According to Edison Media Research, the most influential media impacting music consumers is radio. Amongst consumers who have purchased a CD in the past 12 months, a whopping 75% said their purchase was influenced by what they heard on the radio. Friends and family? A distant second, at 46%. Music television is third — at least it was, back when MTV was actually playing music.
Source: emarketer 
Consider this part 2 of basic lesson in simple math and economics. Radio is the dominant source impacting consumer purchases. They purchase what they hear broadcast. Due to consolidation, today Radio plays a fewer variety of artists, and airs less songs. Consumers hear less music.
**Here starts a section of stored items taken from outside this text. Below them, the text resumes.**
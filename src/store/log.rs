//! Append-only transaction log.
//!
//! One durable write per record, never rewritten or deleted. Queries scan
//! the full log and filter by account number; at personal-ledger scale this
//! needs no index.

use crate::error::Result;
use crate::transaction::Transaction;
use log::debug;
use std::fs::OpenOptions;
use std::path::PathBuf;

const HEADER: [&str; 8] = [
    "id",
    "timestamp",
    "accountNumber",
    "type",
    "amount",
    "balanceAfter",
    "details",
    "relatedAccount",
];

/// Durable audit trail of money movements.
#[derive(Debug)]
pub struct TransactionLog {
    path: PathBuf,
}

impl TransactionLog {
    pub fn new(path: PathBuf) -> Self {
        TransactionLog { path }
    }

    /// Creates an empty log (header only) if the file is missing.
    pub fn ensure(&self) -> Result<()> {
        super::seed_file(&self.path, &HEADER)
    }

    /// Appends one record to the log.
    pub fn append(&self, tx: &Transaction) -> Result<()> {
        let file = OpenOptions::new().append(true).open(&self.path)?;
        let mut writer = csv::WriterBuilder::new()
            .has_headers(false)
            .from_writer(file);
        writer.serialize(tx)?;
        writer.flush()?;
        debug!("appended {} record {} for {}", tx.kind, tx.id, tx.account_number);
        Ok(())
    }

    /// Loads every record belonging to the given account, in file order.
    ///
    /// A malformed row is a storage error and aborts the read.
    pub fn load_for(&self, account_number: &str) -> Result<Vec<Transaction>> {
        let mut reader = csv::Reader::from_path(&self.path)?;
        let mut records = Vec::new();
        for row in reader.deserialize::<Transaction>() {
            let tx: Transaction = row?;
            if tx.account_number == account_number {
                records.push(tx);
            }
        }
        Ok(records)
    }
}

#[cfg(test)]
mod tests {
    use super::*;
    use crate::money::Money;
    use std::str::FromStr;
    use tempfile::tempdir;

    fn money(s: &str) -> Money {
        Money::from_str(s).unwrap()
    }

    fn open_log(dir: &std::path::Path) -> TransactionLog {
        let log = TransactionLog::new(dir.join("transactions.csv"));
        log.ensure().unwrap();
        log
    }

    #[test]
    fn test_append_and_load_filters_by_account() {
        let dir = tempdir().unwrap();
        let log = open_log(dir.path());

        log.append(&Transaction::deposit("A1", money("10.00"), money("10.00")))
            .unwrap();
        log.append(&Transaction::deposit("B2", money("20.00"), money("20.00")))
            .unwrap();
        log.append(&Transaction::withdrawal("A1", money("5.00"), money("5.00")))
            .unwrap();

        let for_a = log.load_for("A1").unwrap();
        assert_eq!(for_a.len(), 2);
        assert_eq!(for_a[0].amount, money("10.00"));
        assert_eq!(for_a[1].amount, money("5.00"));

        let for_b = log.load_for("B2").unwrap();
        assert_eq!(for_b.len(), 1);
    }

    #[test]
    fn test_append_preserves_earlier_records() {
        let dir = tempdir().unwrap();
        let log = open_log(dir.path());

        for i in 1..=4 {
            let balance = Money::new(rust_decimal::Decimal::from(i));
            log.append(&Transaction::deposit("A1", money("1.00"), balance))
                .unwrap();
        }

        let records = log.load_for("A1").unwrap();
        assert_eq!(records.len(), 4);
        assert_eq!(records[3].balance_after, money("4.00"));
    }

    #[test]
    fn test_details_with_commas_quotes_and_newlines_round_trip() {
        let dir = tempdir().unwrap();
        let log = open_log(dir.path());

        let mut tx = Transaction::deposit("A1", money("1.00"), money("1.00"));
        tx.details = "rent, \"June\"\nsplit".to_string();
        log.append(&tx).unwrap();

        let records = log.load_for("A1").unwrap();
        assert_eq!(records[0].details, "rent, \"June\"\nsplit");
    }

    #[test]
    fn test_related_account_empty_when_absent() {
        let dir = tempdir().unwrap();
        let log = open_log(dir.path());

        log.append(&Transaction::deposit("A1", money("1.00"), money("1.00")))
            .unwrap();
        log.append(&Transaction::transfer_out("A1", money("1.00"), money("0.00"), "B2"))
            .unwrap();

        let records = log.load_for("A1").unwrap();
        assert!(records[0].related_account.is_none());
        assert_eq!(records[1].related_account.as_deref(), Some("B2"));
    }

    #[test]
    fn test_timestamp_round_trips_at_second_resolution() {
        let dir = tempdir().unwrap();
        let log = open_log(dir.path());

        let tx = Transaction::deposit("A1", money("1.00"), money("1.00"));
        log.append(&tx).unwrap();

        let records = log.load_for("A1").unwrap();
        assert_eq!(records[0].timestamp, tx.timestamp);
        assert_eq!(records[0].id, tx.id);
    }
}
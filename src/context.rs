//! The runtime context owning the object graph and the singleton registry.
//!
//! A [`SingletonContext`] is created explicitly, lives for as long as the
//! application runs, and is torn down with [`SingletonContext::shutdown`].
//! Tests build a fresh context per case; applications that want one
//! process-wide context can generate it with [`define_context!`](crate::define_context).

use std::sync::Arc;

use crate::{
    Activation, Host, ObjectId, RegistryError, RunMode, Singleton, SingletonRegistry, World,
};

/// Startup options of a [`SingletonContext`].
#[derive(Debug, Clone, Copy, Default, PartialEq, Eq)]
#[cfg_attr(feature = "serde", derive(serde::Serialize, serde::Deserialize))]
pub struct ContextConfig {
    /// Registration only happens while [`RunMode::Playing`].
    pub mode: RunMode,
}

impl ContextConfig {
    pub fn editing() -> Self {
        Self {
            mode: RunMode::Editing,
        }
    }
}

#[derive(Default)]
pub struct SingletonContext {
    world: World,
    registry: SingletonRegistry,
}

impl SingletonContext {
    pub fn new(config: ContextConfig) -> Self {
        log::info!("Singleton context initialized in {:?} mode", config.mode);
        Self {
            world: World::new(config.mode),
            registry: SingletonRegistry::new(),
        }
    }

    pub fn world(&self) -> &World {
        &self.world
    }

    pub fn world_mut(&mut self) -> &mut World {
        &mut self.world
    }

    pub fn registry(&self) -> &SingletonRegistry {
        &self.registry
    }

    pub fn registry_mut(&mut self) -> &mut SingletonRegistry {
        &mut self.registry
    }

    pub fn set_mode(&mut self, mode: RunMode) {
        self.world.set_mode(mode);
    }

    pub fn instance<T: Singleton>(&mut self) -> Result<Arc<T>, RegistryError> {
        self.registry.instance(&mut self.world)
    }

    pub fn try_get_instance<T: Singleton>(&self) -> Option<Arc<T>> {
        self.registry.try_get_instance(&self.world)
    }

    pub fn has_instance<T: Singleton>(&self) -> bool {
        self.registry.has_instance::<T, _>(&self.world)
    }

    pub fn start_singleton<T: Singleton>(&mut self) -> Result<(), RegistryError> {
        self.registry.start_singleton::<T, _>(&mut self.world)
    }

    /// Spawns a root object carrying `instance` and activates it, the way a
    /// scene-authored object comes alive.
    pub fn spawn_with<T: Singleton>(
        &mut self,
        name: &str,
        instance: T,
    ) -> Result<(ObjectId, Activation), RegistryError> {
        let object = self.world.spawn(name);
        self.activate_on(object, instance)
    }

    /// Like [`spawn_with`](Self::spawn_with), parented under `parent`.
    pub fn spawn_child_with<T: Singleton>(
        &mut self,
        name: &str,
        parent: ObjectId,
        instance: T,
    ) -> Result<(ObjectId, Activation), RegistryError> {
        let object = self.world.spawn_child(name, parent)?;
        self.activate_on(object, instance)
    }

    fn activate_on<T: Singleton>(
        &mut self,
        object: ObjectId,
        instance: T,
    ) -> Result<(ObjectId, Activation), RegistryError> {
        let instance = Arc::new(instance);
        self.world.attach(object, instance.clone())?;
        let activation = self.registry.activate(&mut self.world, object, instance)?;
        Ok((object, activation))
    }

    /// Reloads the scene: non-persistent objects are destroyed and the slots
    /// they carried are emptied. Returns the number of destroyed objects.
    pub fn load_scene(&mut self) -> usize {
        let destroyed = self.world.load_scene();
        self.registry.prune(&self.world);
        destroyed
    }

    /// Drops every singleton and every object, persistent ones included.
    pub fn shutdown(&mut self) {
        self.registry.clear();
        self.world.clear();
        log::info!("Singleton context shut down");
    }
}
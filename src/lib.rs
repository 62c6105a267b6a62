//! # Singleton Runtime
//!
//! Two runtime services for frame-driven, single-threaded applications:
//!
//! - a per-type singleton registry guaranteeing at most one live instance of
//!   each service type, with lazy find-or-create, a one-time creation hook,
//!   first-activated-wins conflict resolution and optional persistence across
//!   scene loads;
//! - cooperative countdown and stopwatch timers advanced once per tick.
//!
//! ## Quick Start
//!
//! ```rust
//! use singleton_runtime::{CountdownTimer, Singleton, SingletonContext};
//! use std::sync::{Arc, Mutex};
//!
//! #[derive(Default)]
//! struct Fader {
//!     timer: Mutex<Option<CountdownTimer>>,
//! }
//!
//! impl Singleton for Fader {}
//!
//! let mut ctx = SingletonContext::default();
//! let fader: Arc<Fader> = ctx.instance().unwrap();
//!
//! let mut timer = CountdownTimer::new(1.0);
//! timer.start();
//! timer.update(0.5);
//! *fader.timer.lock().unwrap() = Some(timer);
//!
//! let same: Arc<Fader> = ctx.instance().unwrap();
//! assert!(Arc::ptr_eq(&fader, &same));
//! ```
//!
//! ## Main Types
//!
//! - [`Singleton`] - the contract a service type implements
//! - [`SingletonRegistry`] - type-keyed slots over any [`Host`]
//! - [`SingletonContext`] - a [`World`] plus a registry with an explicit lifecycle
//! - [`define_context!`] - a process-wide context behind free functions
//! - [`CountdownTimer`] / [`StopwatchTimer`] - tick-driven timers

mod context;
mod host;
mod macros;
mod registry;
mod registry_error;
mod registry_event;
mod singleton;
mod timer;
mod world;

pub use context::{ContextConfig, SingletonContext};
pub use host::{Host, ObjectId, RunMode};
pub use registry::{Activation, SingletonRegistry};
pub use registry_error::RegistryError;
pub use registry_event::{RegistryEvent, TraceCallback};
pub use singleton::{Persistence, PersistentOptions, Singleton};
pub use timer::{Countdown, CountdownTimer, Stopwatch, StopwatchTimer, Timer, TimerMode};
pub use world::World;
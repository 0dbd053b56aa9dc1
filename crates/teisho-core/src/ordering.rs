//! Chronological ordering and per-year track numbering.

use std::cmp::{Ordering, Reverse};

use crate::episode::Episode;

/// Oldest first. Within one month the listing runs newest-first, so a
/// higher discovery index means an earlier talk and sorts first.
pub fn chronological(a: &Episode, b: &Episode) -> Ordering {
    (a.year, a.month, Reverse(a.discovery_index)).cmp(&(b.year, b.month, Reverse(b.discovery_index)))
}

/// Sort `episodes` and number them 1.. within each year.
pub fn assign_tracks(episodes: &mut [Episode]) {
    episodes.sort_by(chronological);

    let mut current_year = None;
    let mut track = 0;
    for episode in episodes.iter_mut() {
        if current_year != Some(episode.year) {
            current_year = Some(episode.year);
            track = 1;
        }
        episode.track = track;
        track += 1;
    }
}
You don’t need a spreadsheet to figure out what happens next: Consumers buy less music. This phenomena is independent of any economic weakness  we have previously discussed.
If the RIAA were smart — and if you suspect by now I think they are not, congratulations, you’ve been paying attention — they would hire a lobbyist to petition against pretty much everything Clear Channel Radio ever requests of Congress.
Perhaps the music industry may find some small salvation in Satellite Radio . This relatively young industry looks to be beyond the reach of both payola and the moralists at the F.C.C.
Of course, the century is still young, and there’s plenty of time for either Satellite Radio, the F.C.C., or even the music industry to screw things up . . .
UPDATE March 2, 2004, 1:56 PM
Following our mention last week of Satellite Radio as some small potential salvation for the industry, comes this article from Monday’s WSJ:
“Sirius has always touted its “pure music” philosophy and commercial-free format as an important advantage in the battle for satellite-radio dominance. XM suddenly did a U-turn last month, announcing it would make its music channels commercial-free, too. Starting this week, Sirius and XM each plan to launch local weather and traffic reports for a handful of major metropolitan areas, including New York and Los Angeles.”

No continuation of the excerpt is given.